▶ **WHAT NEEDS TO BE DONE**
Every line between the top of the data below and the line with "#[derive(Debug)]", both ends included, must be retyped exactly.

▶ **Saved data entries**
/---

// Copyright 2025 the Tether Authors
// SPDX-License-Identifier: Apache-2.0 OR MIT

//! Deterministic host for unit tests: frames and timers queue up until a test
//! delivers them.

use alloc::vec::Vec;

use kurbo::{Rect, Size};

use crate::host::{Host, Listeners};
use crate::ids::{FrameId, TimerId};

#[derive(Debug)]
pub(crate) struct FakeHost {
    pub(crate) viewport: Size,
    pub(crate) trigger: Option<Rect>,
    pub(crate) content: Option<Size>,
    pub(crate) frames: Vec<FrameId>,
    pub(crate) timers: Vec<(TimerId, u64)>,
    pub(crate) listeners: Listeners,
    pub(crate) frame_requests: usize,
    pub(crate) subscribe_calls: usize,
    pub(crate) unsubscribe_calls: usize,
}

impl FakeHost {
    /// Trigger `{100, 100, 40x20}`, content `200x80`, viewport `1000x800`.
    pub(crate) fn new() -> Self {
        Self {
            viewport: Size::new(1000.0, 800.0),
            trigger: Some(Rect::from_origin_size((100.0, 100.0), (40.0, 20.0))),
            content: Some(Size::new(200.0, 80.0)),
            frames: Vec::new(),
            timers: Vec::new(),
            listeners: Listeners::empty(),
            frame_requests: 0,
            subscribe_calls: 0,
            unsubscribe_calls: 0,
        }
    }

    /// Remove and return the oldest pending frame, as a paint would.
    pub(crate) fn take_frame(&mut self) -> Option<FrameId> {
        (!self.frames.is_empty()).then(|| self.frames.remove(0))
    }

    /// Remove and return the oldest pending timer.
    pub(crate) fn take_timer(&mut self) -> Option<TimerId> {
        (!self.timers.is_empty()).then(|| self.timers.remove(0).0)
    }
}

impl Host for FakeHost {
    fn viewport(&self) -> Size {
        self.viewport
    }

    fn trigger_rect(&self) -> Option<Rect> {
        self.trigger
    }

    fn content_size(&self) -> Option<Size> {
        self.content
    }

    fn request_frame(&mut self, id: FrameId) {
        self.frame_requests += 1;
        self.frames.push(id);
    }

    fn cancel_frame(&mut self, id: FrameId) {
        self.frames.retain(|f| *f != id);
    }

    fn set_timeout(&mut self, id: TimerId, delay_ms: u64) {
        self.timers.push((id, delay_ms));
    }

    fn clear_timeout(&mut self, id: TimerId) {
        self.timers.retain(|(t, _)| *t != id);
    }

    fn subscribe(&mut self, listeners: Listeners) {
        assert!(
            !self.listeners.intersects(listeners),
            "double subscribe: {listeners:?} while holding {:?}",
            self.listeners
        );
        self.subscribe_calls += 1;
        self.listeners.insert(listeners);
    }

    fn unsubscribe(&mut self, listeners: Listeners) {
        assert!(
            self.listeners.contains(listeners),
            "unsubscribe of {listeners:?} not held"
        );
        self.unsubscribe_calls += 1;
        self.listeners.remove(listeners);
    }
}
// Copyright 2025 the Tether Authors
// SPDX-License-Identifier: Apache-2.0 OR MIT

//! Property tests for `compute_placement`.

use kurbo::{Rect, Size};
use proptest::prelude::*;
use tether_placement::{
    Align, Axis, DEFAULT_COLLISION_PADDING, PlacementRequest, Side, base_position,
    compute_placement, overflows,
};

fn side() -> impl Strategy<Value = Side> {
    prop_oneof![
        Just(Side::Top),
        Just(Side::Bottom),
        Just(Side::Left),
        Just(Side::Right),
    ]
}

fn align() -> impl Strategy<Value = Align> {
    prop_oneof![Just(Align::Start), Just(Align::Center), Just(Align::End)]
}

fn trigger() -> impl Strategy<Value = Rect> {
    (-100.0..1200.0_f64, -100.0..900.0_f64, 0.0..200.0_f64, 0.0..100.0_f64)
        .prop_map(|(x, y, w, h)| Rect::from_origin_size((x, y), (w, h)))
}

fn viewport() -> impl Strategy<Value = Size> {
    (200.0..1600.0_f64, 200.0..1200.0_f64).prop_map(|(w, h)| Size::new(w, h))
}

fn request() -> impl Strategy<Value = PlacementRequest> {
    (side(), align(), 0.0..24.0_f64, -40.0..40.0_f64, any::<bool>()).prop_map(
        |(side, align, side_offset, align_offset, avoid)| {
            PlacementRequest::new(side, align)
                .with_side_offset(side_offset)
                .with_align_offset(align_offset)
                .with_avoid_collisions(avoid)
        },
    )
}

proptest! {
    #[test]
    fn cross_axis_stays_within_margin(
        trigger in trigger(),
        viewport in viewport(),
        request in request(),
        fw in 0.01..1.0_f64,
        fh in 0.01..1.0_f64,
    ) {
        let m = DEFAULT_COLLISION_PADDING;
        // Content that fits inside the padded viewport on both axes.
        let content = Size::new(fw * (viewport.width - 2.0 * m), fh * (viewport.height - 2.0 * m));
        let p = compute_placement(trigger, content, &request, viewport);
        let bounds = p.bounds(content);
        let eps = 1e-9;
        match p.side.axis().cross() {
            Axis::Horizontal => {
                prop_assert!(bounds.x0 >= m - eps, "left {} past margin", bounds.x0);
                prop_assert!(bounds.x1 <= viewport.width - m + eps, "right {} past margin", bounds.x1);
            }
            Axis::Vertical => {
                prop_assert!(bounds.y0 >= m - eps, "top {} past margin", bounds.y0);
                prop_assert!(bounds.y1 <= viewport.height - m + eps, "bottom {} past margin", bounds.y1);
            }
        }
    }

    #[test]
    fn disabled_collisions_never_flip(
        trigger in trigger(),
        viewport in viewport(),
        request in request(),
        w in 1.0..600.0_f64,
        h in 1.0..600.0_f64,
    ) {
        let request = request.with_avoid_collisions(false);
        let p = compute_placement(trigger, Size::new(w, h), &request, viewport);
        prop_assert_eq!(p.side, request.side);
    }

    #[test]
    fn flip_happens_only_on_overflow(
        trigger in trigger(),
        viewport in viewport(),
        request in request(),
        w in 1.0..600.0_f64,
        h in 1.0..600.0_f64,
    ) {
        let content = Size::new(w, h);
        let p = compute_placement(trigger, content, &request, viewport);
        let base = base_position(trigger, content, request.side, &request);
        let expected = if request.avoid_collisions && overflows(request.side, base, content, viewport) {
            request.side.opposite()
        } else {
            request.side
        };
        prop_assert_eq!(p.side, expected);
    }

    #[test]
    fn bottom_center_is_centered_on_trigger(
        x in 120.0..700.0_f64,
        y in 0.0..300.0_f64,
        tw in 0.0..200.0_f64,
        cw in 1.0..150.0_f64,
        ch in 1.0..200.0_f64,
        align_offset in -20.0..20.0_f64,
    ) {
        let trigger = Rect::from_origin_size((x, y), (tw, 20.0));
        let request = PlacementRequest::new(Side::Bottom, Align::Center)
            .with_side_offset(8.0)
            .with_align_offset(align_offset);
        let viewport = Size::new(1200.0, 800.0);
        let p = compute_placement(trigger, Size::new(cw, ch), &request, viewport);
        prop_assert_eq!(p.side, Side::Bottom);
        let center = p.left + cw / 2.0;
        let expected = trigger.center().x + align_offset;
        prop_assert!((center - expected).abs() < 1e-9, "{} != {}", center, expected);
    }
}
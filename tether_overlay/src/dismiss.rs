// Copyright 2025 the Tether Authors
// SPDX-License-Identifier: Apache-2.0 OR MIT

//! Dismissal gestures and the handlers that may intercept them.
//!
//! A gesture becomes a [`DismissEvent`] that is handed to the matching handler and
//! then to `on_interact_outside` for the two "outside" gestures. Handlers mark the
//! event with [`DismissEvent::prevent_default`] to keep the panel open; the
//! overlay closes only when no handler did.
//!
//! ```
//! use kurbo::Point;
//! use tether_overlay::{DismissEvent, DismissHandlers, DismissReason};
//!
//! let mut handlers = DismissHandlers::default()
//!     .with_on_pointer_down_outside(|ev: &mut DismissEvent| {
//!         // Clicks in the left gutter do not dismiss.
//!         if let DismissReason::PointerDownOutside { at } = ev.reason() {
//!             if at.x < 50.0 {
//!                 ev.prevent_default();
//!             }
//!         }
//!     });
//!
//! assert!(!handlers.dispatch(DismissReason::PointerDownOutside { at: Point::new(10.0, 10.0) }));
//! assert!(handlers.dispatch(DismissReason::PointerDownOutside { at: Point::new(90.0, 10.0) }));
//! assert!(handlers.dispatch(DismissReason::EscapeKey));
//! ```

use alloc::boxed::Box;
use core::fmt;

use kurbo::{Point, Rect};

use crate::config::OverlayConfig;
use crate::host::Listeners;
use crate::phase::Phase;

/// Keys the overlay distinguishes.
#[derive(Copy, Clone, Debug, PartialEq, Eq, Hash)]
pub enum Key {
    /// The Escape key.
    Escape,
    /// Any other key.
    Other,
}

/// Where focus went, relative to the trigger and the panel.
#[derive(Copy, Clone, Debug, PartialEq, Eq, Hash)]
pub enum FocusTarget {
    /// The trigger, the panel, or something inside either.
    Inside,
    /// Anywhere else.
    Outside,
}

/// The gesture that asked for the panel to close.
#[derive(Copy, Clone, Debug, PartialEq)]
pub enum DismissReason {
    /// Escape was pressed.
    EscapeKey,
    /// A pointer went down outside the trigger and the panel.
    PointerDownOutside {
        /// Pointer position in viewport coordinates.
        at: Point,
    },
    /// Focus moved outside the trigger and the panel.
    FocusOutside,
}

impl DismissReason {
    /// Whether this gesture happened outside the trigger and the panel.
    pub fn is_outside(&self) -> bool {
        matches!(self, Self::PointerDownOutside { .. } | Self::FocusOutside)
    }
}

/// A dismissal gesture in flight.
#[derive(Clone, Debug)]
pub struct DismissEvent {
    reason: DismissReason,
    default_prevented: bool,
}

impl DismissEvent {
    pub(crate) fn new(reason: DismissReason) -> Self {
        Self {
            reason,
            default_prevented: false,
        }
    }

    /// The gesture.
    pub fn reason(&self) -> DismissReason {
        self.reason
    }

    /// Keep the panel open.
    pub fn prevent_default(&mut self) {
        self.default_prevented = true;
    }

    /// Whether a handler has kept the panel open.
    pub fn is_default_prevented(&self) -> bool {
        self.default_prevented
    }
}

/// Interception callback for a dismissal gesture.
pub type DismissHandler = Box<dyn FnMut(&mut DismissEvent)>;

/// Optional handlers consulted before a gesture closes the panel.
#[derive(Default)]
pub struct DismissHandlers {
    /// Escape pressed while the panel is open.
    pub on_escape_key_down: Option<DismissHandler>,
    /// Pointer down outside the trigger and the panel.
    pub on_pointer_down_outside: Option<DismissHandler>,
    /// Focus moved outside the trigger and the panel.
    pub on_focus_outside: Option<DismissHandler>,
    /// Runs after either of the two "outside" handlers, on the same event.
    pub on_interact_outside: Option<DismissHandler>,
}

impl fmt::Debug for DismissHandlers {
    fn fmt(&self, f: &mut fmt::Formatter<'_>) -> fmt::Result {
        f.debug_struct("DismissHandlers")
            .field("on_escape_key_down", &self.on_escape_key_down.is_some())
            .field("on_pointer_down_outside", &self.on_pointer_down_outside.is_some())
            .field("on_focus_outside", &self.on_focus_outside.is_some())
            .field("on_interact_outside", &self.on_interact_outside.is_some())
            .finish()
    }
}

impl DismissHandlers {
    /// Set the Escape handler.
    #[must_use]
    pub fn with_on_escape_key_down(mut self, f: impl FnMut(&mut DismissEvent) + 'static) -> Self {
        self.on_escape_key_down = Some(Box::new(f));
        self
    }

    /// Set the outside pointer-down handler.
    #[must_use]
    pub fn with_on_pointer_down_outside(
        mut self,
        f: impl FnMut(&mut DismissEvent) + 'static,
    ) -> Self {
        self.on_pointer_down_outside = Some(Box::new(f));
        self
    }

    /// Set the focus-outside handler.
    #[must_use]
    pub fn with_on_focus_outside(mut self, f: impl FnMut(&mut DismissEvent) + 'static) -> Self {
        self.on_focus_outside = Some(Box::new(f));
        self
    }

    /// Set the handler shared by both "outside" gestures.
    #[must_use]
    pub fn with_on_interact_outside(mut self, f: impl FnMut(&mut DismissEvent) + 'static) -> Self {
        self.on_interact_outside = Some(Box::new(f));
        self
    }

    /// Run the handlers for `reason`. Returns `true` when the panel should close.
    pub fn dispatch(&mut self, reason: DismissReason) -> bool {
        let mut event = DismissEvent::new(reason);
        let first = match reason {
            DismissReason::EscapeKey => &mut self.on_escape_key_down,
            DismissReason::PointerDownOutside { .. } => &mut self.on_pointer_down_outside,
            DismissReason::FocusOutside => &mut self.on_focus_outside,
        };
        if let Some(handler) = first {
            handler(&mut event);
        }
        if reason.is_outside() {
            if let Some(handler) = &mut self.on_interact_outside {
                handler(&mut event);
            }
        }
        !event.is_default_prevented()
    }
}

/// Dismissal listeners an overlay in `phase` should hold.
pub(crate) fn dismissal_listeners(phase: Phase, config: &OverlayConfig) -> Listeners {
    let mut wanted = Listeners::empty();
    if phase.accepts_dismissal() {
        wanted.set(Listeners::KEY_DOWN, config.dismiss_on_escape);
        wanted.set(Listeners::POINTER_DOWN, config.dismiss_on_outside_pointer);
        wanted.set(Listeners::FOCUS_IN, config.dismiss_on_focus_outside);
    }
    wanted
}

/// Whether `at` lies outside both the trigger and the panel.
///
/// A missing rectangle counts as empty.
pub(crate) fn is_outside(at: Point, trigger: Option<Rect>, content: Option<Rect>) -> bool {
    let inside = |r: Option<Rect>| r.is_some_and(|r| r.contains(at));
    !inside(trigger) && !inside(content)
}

\---

▶ **SOLUTION FOR THIS PROBLEM**
// Copyright 2025 the Tether Authors
// SPDX-License-Identifier: Apache-2.0 OR MIT

//! Deterministic host for unit tests: frames and timers queue up until a test
//! delivers them.

use alloc::vec::Vec;

use kurbo::{Rect, Size};

use crate::host::{Host, Listeners};
use crate::ids::{FrameId, TimerId};

#[derive(Debug)]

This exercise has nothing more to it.